Comme la recherche appliquée tente de répondre à des cas précis et souvent critiques, par exemple pour tenter de sauver un secteur économique genre les super-invasives (animales comme végétales), les sous sont plus abondants, disons moins rares, qu'en recherche fondamentale bien que le niveau de compétence requis soit le même.
Il faut dire aussi que la frontière entre les deux est assez ténue : Toute action de recherche appliquée, normalement, est précédée par un état des lieux, un inventaire préliminaire, et suivie par un bilan, un inventaire de résultats. En fondamental aussi, forcément, mais les résultats "appliqués" sont toujours plus abondants que chez les autres, sont un pain béni pour la recherche fondamentale qui n'a pas les moyens de se payer de tels inventaires mais à condition de ne pas rater le coche : Combien d'échantillons ramassés dans un but très précis, très appliqué, partent directement à la poubelle parce qu'aucun labo de recherche fondamentale ou musée ne s'organise ($$) pour les récupérer à ses propres fins ? Des tonnes ...
Bien sûr, les résultats "appliqués" sont hyper-ciblés et ne peuvent prétendre à l'exhaustivité, à être complets, mais qui peut y prétendre sur autant d'hectares ? Ils sont fiables pour ce qu'ils sont, charge alors au fondamental de procéder à des sondages complémentaires (du point de vue méthodologique) pour tenter d'embrasser cet exhaustif qu'il atteint extrêmement rarement de toute façon. De plus, le fondamental n'est pas la science de l'exhaustivité mais celle de la recherche de l'inconnu et, l'inconnu, c'est pas ça qui manque !

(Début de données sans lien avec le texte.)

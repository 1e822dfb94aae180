//! Doctor command implementation.
//!
//! Reports whether the external tools PackRelay drives can be started.

use anyhow::Result;

use packrelay_core::config::Config;
use packrelay_core::Error;

use super::DoctorArgs;

struct Check {
    name: &'static str,
    location: String,
    ok: bool,
    error: Option<Error>,
}

/// Run the doctor command.
pub fn run(args: &DoctorArgs) -> Result<()> {
    let config = super::load_config();
    let checks = vec![check_croc(&config), check_archiver(&config)];

    if args.json {
        let output = serde_json::json!({
            "config": Config::config_path().display().to_string(),
            "config_valid": config.validate().is_ok(),
            "tools": checks.iter().map(|c| serde_json::json!({
                "name": c.name,
                "location": &c.location,
                "available": c.ok,
            })).collect::<Vec<_>>(),
        });
        println!("{}", serde_json::to_string_pretty(&output)?);
    } else {
        println!();
        println!("PackRelay Doctor");
        println!("{}", "=".repeat(37));
        println!();
        println!("  Config: {}", Config::config_path().display());
        if let Err(e) = config.validate() {
            println!("  [FAIL] {e}");
        }
        println!();

        for check in &checks {
            let mark = if check.ok { "OK" } else { "MISSING" };
            println!("  [{mark}] {} ({})", check.name, check.location);
            if let Some(suggestion) = check.error.as_ref().and_then(Error::suggestion) {
                for line in suggestion.lines() {
                    println!("         {line}");
                }
            }
        }
        println!();
    }

    if checks.iter().any(|c| !c.ok) {
        std::process::exit(1);
    }
    Ok(())
}

fn check_croc(config: &Config) -> Check {
    let croc = config.tools.transfer_tool();
    let location = croc.binary().display().to_string();
    let ok = croc.is_available();
    Check {
        name: "croc",
        error: (!ok).then(|| Error::ToolMissing {
            tool: "croc".to_string(),
        }),
        location,
        ok,
    }
}

fn check_archiver(config: &Config) -> Check {
    match config.tools.archiver() {
        Ok(archiver) => {
            let location = archiver.binary().display().to_string();
            let ok = archiver.is_available();
            Check {
                name: "7-Zip",
                error: (!ok).then(|| Error::ToolMissing { tool: "7z".to_string() }),
                location,
                ok,
            }
        }
        Err(e) => Check {
            name: "7-Zip",
            location: "not found".to_string(),
            ok: false,
            error: Some(e),
        },
    }
}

L'appliqué est aussi une recherche de l'inconnu mais qui se donne un objectif bien plus pointu, bien plus difficile que le fondamental : Obtenir le plus rapidement possible un changement significatif de la cible en limitant au maximum, normalement, les effets de bord, les "dégâts collatéraux". Les inconnus à maîtriser sont bien plus nombreux et bien plus critiques, en plus du contrôle de la connerie humaine qui pointe obligatoirement son nez dès qu'il y a du fric à faire ou/et des occasions en or de se faire mousser personnellement : Le fondamental attire plus ces derniers, les carriéristes aux "beaux CVs", forcément puisque "pas de budget" mais l'appliqué a bien droit aux deux types de parasites sociaux, les carriéristes et les requins de la finance (...)
Je suis, pour ma part, un "fondamental" qui finit de basculer dans "l'appliqué" par nécessité et évidence (cf.
La 2e vague). Je suis loin d'être le seul, de plus en plus de monde bascule ainsi : La biosphère se désintègre partout sous les coups de l'homme, de plus en plus vite et de plus en plus en profondeur. Les scientifiques ne peuvent pas ne pas le constater, garder la tête dans le sable : C'est partout.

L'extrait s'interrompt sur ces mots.